I’m hesitant to criticize Kerry for his extemporizing, because his Kerrymeandering (a word invented by my colleague Will Saletan) makes the repetition of campaigning more endurable. More important, overdisciplined Robopols who never say anything interesting are one of the many reasons to hate politics. And this Kerrymeander was merely amusing, not harmful, though a good rule of 21st-century campaigning should be, don’t refer to Web sites that you haven’t visited. Kerry even had the good fortune to refer to the Web site of a company that manufactures its products in Owatonna, Minn.—a swing state!

But Monday’s impromptu comments were more damaging. In addition to making a joke in West Virginia about taking a shotgun with him to the presidential debates, Kerry decided it would be a good idea in Pennsylvania to talk about how he has difficulty deciding what to eat at restaurants. “You know when they give you the menu, I’m always struggling, what do you want?” he said. A cook at a local restaurant, though, solves Kerry’s dilemma by serving “whatever he’s cooked up that day. I think that’s the way it ought to work for confused people like me who can’t make up our minds what we’re going to eat.” Kerry has yet to mourn the fact that fewer and fewer gynecologists are able to “practice their love” with American women, but his handlers have so much confidence in him that on Tuesday they banned the national press pool from observing his satellite interviews with local TV stations.

Still, even Kerry wasn’t as off-message as one of the local politicians who introduced him at the Greensboro town hall. Sure, Republicans say Kerry is a flip-flopper, the politician said, but so-called “flip-flopping” is a sign of skepticism, of being open to learning new things. “We call it thinking,” he said to huge applause from the crowd. The guy must not have gotten the memo: Kerry no longer wants to be the thoughtful candidate of nuance. Like President Bush, he’s discovered the virtues of moral clarity.

Bush describes the world in terms of black and white, good vs. evil. Kerry now describes the world in terms of right vs. wrong. “As the president likes to say, there’s nothing complicated about this,” Kerry says every time he begins his new “W. stands for wrong” speech. Kerry no longer brags about being complicated, as he did in his acceptance speech at the Democratic convention. He’s now as simple as Bush. As Kerry said in Greensboro, “John Edwards and I believe, deep to the core of our being, that there’s an easy distinction between what’s right and what’s wrong.”
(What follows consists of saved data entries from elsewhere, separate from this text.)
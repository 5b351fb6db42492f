use std::io::Cursor;
use tracing::debug;

use super::backend::AudioFrame;
use crate::error::ChatError;

/// A finished recording: all captured frames joined into one PCM buffer
#[derive(Debug, Clone)]
pub struct AudioClip {
    pub samples: Vec<i16>,
    pub sample_rate: u32,
    pub channels: u16,
}

impl AudioClip {
    /// Join captured frames into one clip in the target format.
    ///
    /// Every frame is remixed to `target_channels` and resampled to
    /// `target_sample_rate`, so frames captured at different rates or
    /// channel counts still yield a clip whose header matches its samples.
    /// A zero target keeps the first frame's value.
    pub fn from_frames(
        frames: Vec<AudioFrame>,
        target_sample_rate: u32,
        target_channels: u16,
    ) -> Self {
        let first = frames.first();
        let sample_rate = match target_sample_rate {
            0 => first.map_or(0, |frame| frame.sample_rate),
            rate => rate,
        };
        let channels = match target_channels {
            0 => first.map_or(1, |frame| frame.channels.max(1)),
            channels => channels,
        };

        let mut samples = Vec::new();
        // Consecutive frames at one source rate are resampled together so
        // interpolation doesn't restart at every frame boundary
        let mut run: Vec<i16> = Vec::new();
        let mut run_rate = 0;

        for frame in frames {
            if frame.sample_rate != run_rate && !run.is_empty() {
                samples.extend(resample(&run, run_rate, sample_rate, channels));
                run.clear();
            }
            run_rate = frame.sample_rate;
            run.extend(remix(&frame.samples, frame.channels, channels));
        }
        if !run.is_empty() {
            samples.extend(resample(&run, run_rate, sample_rate, channels));
        }

        Self {
            samples,
            sample_rate,
            channels,
        }
    }

    pub fn is_empty(&self) -> bool {
        self.samples.is_empty()
    }

    pub fn duration_ms(&self) -> u64 {
        let per_second = self.sample_rate as u64 * self.channels.max(1) as u64;
        if per_second == 0 {
            return 0;
        }
        self.samples.len() as u64 * 1000 / per_second
    }

    /// Encode as a 16-bit PCM WAV file
    pub fn to_wav(&self) -> Result<Vec<u8>, ChatError> {
        if self.is_empty() {
            return Err(ChatError::Encode("recording captured no audio".to_string()));
        }

        let spec = hound::WavSpec {
            channels: self.channels,
            sample_rate: self.sample_rate,
            bits_per_sample: 16,
            sample_format: hound::SampleFormat::Int,
        };

        let mut cursor = Cursor::new(Vec::new());
        {
            let mut writer = hound::WavWriter::new(&mut cursor, spec)
                .map_err(|e| ChatError::Encode(format!("failed to create WAV: {}", e)))?;
            for &sample in &self.samples {
                writer
                    .write_sample(sample)
                    .map_err(|e| ChatError::Encode(format!("failed to write sample: {}", e)))?;
            }
            writer
                .finalize()
                .map_err(|e| ChatError::Encode(format!("failed to finalize WAV: {}", e)))?;
        }

        let wav = cursor.into_inner();
        debug!(
            "Encoded clip: {}ms, {} bytes",
            self.duration_ms(),
            wav.len()
        );

        Ok(wav)
    }
}

/// Convert interleaved samples from `from` to `to` channels.
///
/// Mono output sums all channels (clamped); otherwise channels are mapped
/// round-robin, which duplicates mono into stereo.
fn remix(samples: &[i16], from: u16, to: u16) -> Vec<i16> {
    let from = from.max(1) as usize;
    let to = to.max(1) as usize;
    if from == to {
        return samples.to_vec();
    }

    samples
        .chunks_exact(from)
        .flat_map(|frame| {
            let mixed: Vec<i16> = if to == 1 {
                let sum: i32 = frame.iter().map(|&s| s as i32).sum();
                vec![sum.clamp(i16::MIN as i32, i16::MAX as i32) as i16]
            } else {
                (0..to).map(|c| frame[c % from]).collect()
            };
            mixed
        })
        .collect()
}

/// Resample interleaved audio by linear interpolation.
///
/// Output frame `i` is read at source position `i * from / to`; whole
/// ratios reduce to plain decimation.
fn resample(samples: &[i16], from: u32, to: u32, channels: u16) -> Vec<i16> {
    let channels = channels.max(1) as usize;
    let frames = samples.len() / channels;
    if from == to || from == 0 || to == 0 || frames == 0 {
        return samples.to_vec();
    }

    let count = (frames as u64 * to as u64).div_ceil(from as u64) as usize;
    let step = from as f64 / to as f64;
    let mut out = Vec::with_capacity(count * channels);

    for i in 0..count {
        let position = i as f64 * step;
        let index = (position.floor() as usize).min(frames - 1);
        let next = (index + 1).min(frames - 1);
        let frac = position - index as f64;

        for c in 0..channels {
            let a = samples[index * channels + c] as f64;
            let b = samples[next * channels + c] as f64;
            out.push((a + (b - a) * frac).round() as i16);
        }
    }

    out
}
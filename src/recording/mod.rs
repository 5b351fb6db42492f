//! Audio recording state machine
//!
//! `idle → recording` acquires a capture handle and starts accumulating
//! frames; `recording → idle` releases it and hands back a `PendingClip`
//! whose encoding runs independently of the state change.

mod session;

pub use session::{BackendOpener, PendingClip, RecordingSession, RecordingState};
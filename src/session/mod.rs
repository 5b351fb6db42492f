//! Chat session management
//!
//! This module provides the `ChatSession` abstraction that owns:
//! - The broker transport and its subscription
//! - The message log and echo fingerprint
//! - The composer (draft text and image attachment)
//! - The audio recording state machine
//!
//! `ChatHandle` is the cloneable front door used by the HTTP API and the
//! terminal UI.

mod config;
mod handle;
mod session;
mod stats;

pub use config::SessionConfig;
pub use handle::ChatHandle;
pub use session::ChatSession;
pub use stats::{SessionStatus, SubmitReceipt};
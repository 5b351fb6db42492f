use anyhow::{anyhow, Context, Result};
use serde::Deserialize;

use crate::audio::AudioSource;

#[derive(Debug, Deserialize)]
pub struct Config {
    pub service: ServiceConfig,
    pub broker: BrokerConfig,
    pub audio: AudioConfig,
}

#[derive(Debug, Deserialize)]
pub struct ServiceConfig {
    pub name: String,
    pub http: HttpConfig,
}

#[derive(Debug, Deserialize)]
pub struct HttpConfig {
    pub bind: String,
    pub port: u16,
}

#[derive(Debug, Deserialize)]
pub struct BrokerConfig {
    pub url: String,
    pub client_id: String,
    pub sub_topic: String,
    pub pub_topic: String,
}

#[derive(Debug, Deserialize)]
pub struct AudioConfig {
    /// `microphone` or `file:<path.wav>`
    pub source: String,
    pub sample_rate: u32,
    pub channels: u16,
    pub buffer_duration_ms: u64,
}

impl Config {
    pub fn load(path: &str) -> Result<Self> {
        let settings = config::Config::builder()
            .add_source(config::File::with_name(path))
            .build()
            .with_context(|| format!("Failed to read config {}", path))?;

        let cfg: Self = settings
            .try_deserialize()
            .with_context(|| format!("Invalid config {}", path))?;

        cfg.audio_source()
            .with_context(|| format!("Invalid config {}", path))?;

        Ok(cfg)
    }

    /// Capture source named by `audio.source`
    pub fn audio_source(&self) -> Result<AudioSource> {
        AudioSource::parse(&self.audio.source).ok_or_else(|| {
            anyhow!(
                "unknown audio.source {:?} (expected \"microphone\" or \"file:<path.wav>\")",
                self.audio.source
            )
        })
    }
}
You won’t be shocked to learn which side of the line Kerry thinks Bush falls on. Bush on the war: wrong. Bush on government spending: wrong. Bush on Medicare: wrong. Bush on Social Security: wrong. Bush on outsourcing: wrong. Bush on the environment: wrong. (Kerry also referred to mankind’s “spiritual, God-given responsibilities” to be stewards of the Earth.) And in Greensboro, Kerry added a new element to his “That’s W., wrong choice, wrong direction,” refrain. Each time, he concluded with, “And we want to make it right.” Kerry did get a little overzealous about his new theme when he referred to the treasury secretary as “John W. Snow—John Snow, excuse me.” After some laughter from the audience, Kerry added, “Well, he’s wrong, too.”

Kerry has also begun to criticize Bush for breaking promises, for not being as unwavering as he pretends to be. In West Virginia on Monday, Kerry said Bush promised in 2000 to spend more money on clean coal technology, but the money never came. In North Carolina on Tuesday, Kerry mentioned the administration’s overconfident estimates of war on the cheap: “He promised that this war would cost $1 billion, and that oil from Iraq would pay for it.”

The audience liked the new black-and-white, with-us-or-against-us Kerry. He was doing so well that during the question-and-answer session he felt liberated to engage in some more improvisation. A woman stood up and announced, “I’m so excited to see you. I think you’re hot.” Referring to his 27-year-old daughter, Vanessa, who was in the audience, Kerry said, “My daughter just buried her head. That is not the way she thinks about her father. But at my age, that sounds good.” While he was talking, Vanessa Kerry looked down and stuck her fingers in her ears.